─── DATA SHOWN ───
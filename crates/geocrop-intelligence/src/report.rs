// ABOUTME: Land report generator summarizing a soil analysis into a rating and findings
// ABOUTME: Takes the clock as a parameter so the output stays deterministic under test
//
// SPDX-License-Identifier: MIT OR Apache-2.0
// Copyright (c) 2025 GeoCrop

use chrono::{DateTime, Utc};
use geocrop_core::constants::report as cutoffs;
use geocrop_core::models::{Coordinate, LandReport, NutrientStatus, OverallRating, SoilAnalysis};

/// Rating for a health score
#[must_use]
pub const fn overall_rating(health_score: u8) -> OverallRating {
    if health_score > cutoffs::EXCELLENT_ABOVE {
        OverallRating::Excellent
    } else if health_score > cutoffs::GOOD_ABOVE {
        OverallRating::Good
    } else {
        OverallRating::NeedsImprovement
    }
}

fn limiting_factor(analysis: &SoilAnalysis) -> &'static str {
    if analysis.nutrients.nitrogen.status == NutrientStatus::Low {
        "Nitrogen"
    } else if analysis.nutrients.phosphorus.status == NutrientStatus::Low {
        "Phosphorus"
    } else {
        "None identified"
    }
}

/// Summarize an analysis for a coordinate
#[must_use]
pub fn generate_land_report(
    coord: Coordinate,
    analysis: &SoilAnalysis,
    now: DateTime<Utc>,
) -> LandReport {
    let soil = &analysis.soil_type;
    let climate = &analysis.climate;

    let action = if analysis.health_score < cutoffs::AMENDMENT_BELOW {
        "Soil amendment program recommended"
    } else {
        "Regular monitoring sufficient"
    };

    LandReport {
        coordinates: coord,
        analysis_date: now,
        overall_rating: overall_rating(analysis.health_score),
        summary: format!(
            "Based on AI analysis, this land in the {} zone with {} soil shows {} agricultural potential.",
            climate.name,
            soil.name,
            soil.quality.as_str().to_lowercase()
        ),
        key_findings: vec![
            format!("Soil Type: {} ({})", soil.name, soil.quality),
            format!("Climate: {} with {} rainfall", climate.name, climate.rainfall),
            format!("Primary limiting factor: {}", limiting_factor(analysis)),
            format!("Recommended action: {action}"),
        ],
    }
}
───
Please copy only the lines between the first line of the entries and the line with "use geocrop_core::constants::report as", keeping those two end lines as well, exactly as written.

filename crates/geocrop-intelligence/src/report.rs
// ABOUTME: Land report generator summarizing a soil analysis into a rating and findings
// ABOUTME: Takes the clock as a parameter so the output stays deterministic under test
//
// SPDX-License-Identifier: MIT OR Apache-2.0
// Copyright (c) 2025 GeoCrop

use chrono::{DateTime, Utc};
use geocrop_core::constants::report as cutoffs;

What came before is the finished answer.